Under what circumstances can a Zoomin Groomin franchisee seek treble damages in Washington?
Zoomin_Groomin Franchise · 2025 FDDAnswer from 2025 FDD Document
RCW 19.100.190 permits franchisees to seek treble damages under certain circumstances.
Accordingly, provisions contained in the franchise agreement or elsewhere requiring franchisees to waive exemplary, punitive, or similar damages are void, except when executed pursuant to a negotiated settlement after the agreement is in effect and where the parties are represented by independent counsel, in accordance with RCW 19.100.220(2).
Source: Item 17 — g. of the Disclosure Document is modified to state that, in addition to the grounds for immediate termination specified in Item 17.h., the franchisor can terminate upon written notice and a 60 day opportunity to cure for a breach of the Franchise Agreement. (FDD pages 51–65)
What This Means (2025 FDD)
According to the 2025 Zoomin Groomin Franchise Disclosure Document, franchisees in Washington are permitted to seek treble damages under certain conditions, as outlined in RCW 19.100.190. This means that a franchisee may be able to recover three times the amount of their actual damages in specific legal cases.
However, any provisions within the franchise agreement or related documents that require a Zoomin Groomin franchisee to waive their right to exemplary, punitive, or similar damages are considered void.

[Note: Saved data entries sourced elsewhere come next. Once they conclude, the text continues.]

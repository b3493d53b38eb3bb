// Redis cache implementation
use crate::instruments::Instrument;
use crate::types::*;
use redis::AsyncCommands;

/// Shared quote/COT cache so several service instances don't each burn provider quota
#[derive(Clone)]
pub struct RedisCache {
    client: redis::aio::MultiplexedConnection,
    quote_ttl_secs: u64,
}

fn quote_key(instrument: Instrument) -> String {
    format!("quote:{}", instrument.compact())
}

fn cot_key(currency: &str) -> String {
    format!("cot:{}", currency.to_uppercase())
}

fn cache_err(e: impl std::fmt::Display) -> MarketDataError {
    MarketDataError::CacheError(e.to_string())
}

impl RedisCache {
    pub async fn new(redis_url: &str, quote_ttl_secs: u64) -> anyhow::Result<Self> {
        let client = redis::Client::open(redis_url)?;
        let conn = client.get_multiplexed_async_connection().await?;

        Ok(Self {
            client: conn,
            quote_ttl_secs,
        })
    }

    /// Get cached quote
    pub async fn get_quote(&self, instrument: Instrument) -> Result<Option<Quote>> {
        let value: Option<String> = self
            .client
            .clone()
            .get(quote_key(instrument))
            .await
            .map_err(cache_err)?;

        value
            .map(|json| serde_json::from_str(&json).map_err(cache_err))
            .transpose()
    }

    /// Cache quote with TTL
    pub async fn set_quote(&self, quote: &Quote) -> Result<()> {
        let json = serde_json::to_string(quote).map_err(cache_err)?;

        // Explicit type annotation to avoid never type fallback
        let _: () = self
            .client
            .clone()
            .set_ex(quote_key(quote.instrument), json, self.quote_ttl_secs)
            .await
            .map_err(cache_err)?;

        Ok(())
    }

    /// COT reports are weekly; cache for a day
    pub async fn get_cot(&self, currency: &str) -> Result<Option<CotHistory>> {
        let value: Option<String> = self
            .client
            .clone()
            .get(cot_key(currency))
            .await
            .map_err(cache_err)?;

        value
            .map(|json| serde_json::from_str(&json).map_err(cache_err))
            .transpose()
    }

    pub async fn set_cot(&self, history: &CotHistory) -> Result<()> {
        let json = serde_json::to_string(history).map_err(cache_err)?;
        let _: () = self
            .client
            .clone()
            .set_ex(cot_key(&history.currency), json, 86_400)
            .await
            .map_err(cache_err)?;
        Ok(())
    }
}

#[cfg(test)]
mod tests {
    use super::*;

    #[test]
    fn test_keys() {
        let inst = Instrument::parse("EUR/JPY").unwrap();
        assert_eq!(quote_key(inst), "quote:EURJPY");
        assert_eq!(cot_key("eur"), "cot:EUR");
    }
}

There is an exception: such waivers are permissible if they are part of a negotiated settlement reached after the franchise agreement is already in effect, and both Zoomin Groomin and the franchisee are represented by independent legal counsel, in accordance with RCW 19.100.220(2).
This protection ensures that Zoomin Groomin franchisees are not forced to give up their legal rights to seek significant damages in cases of serious misconduct or violations of the franchise agreement, unless under very specific and controlled circumstances where they have independent legal advice and are settling a dispute. This is a notable protection for franchisees, as it prevents the franchisor from using the franchise agreement to shield itself from potential liability for substantial damages.